### [The task]
In the records, find each line where "built" occurs, and copy it.

##########

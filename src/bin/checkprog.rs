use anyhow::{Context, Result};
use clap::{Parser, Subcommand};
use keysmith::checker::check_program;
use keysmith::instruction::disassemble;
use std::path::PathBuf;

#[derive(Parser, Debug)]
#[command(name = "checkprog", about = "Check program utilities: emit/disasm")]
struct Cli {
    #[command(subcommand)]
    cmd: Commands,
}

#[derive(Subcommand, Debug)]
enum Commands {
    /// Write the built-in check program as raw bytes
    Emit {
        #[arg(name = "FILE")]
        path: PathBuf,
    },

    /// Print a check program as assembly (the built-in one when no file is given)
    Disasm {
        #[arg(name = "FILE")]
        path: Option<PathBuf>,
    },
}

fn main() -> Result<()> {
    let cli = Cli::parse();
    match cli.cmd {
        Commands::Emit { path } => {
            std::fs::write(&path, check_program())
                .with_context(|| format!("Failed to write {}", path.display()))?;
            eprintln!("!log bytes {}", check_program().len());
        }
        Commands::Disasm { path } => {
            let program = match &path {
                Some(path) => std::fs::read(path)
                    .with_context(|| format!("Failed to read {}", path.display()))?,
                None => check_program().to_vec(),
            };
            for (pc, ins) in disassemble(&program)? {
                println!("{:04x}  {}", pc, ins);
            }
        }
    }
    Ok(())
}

##########

### [Expected answer]
    /// Write the built-in check program as raw bytes
    /// Print a check program as assembly (the built-in one when no file is given)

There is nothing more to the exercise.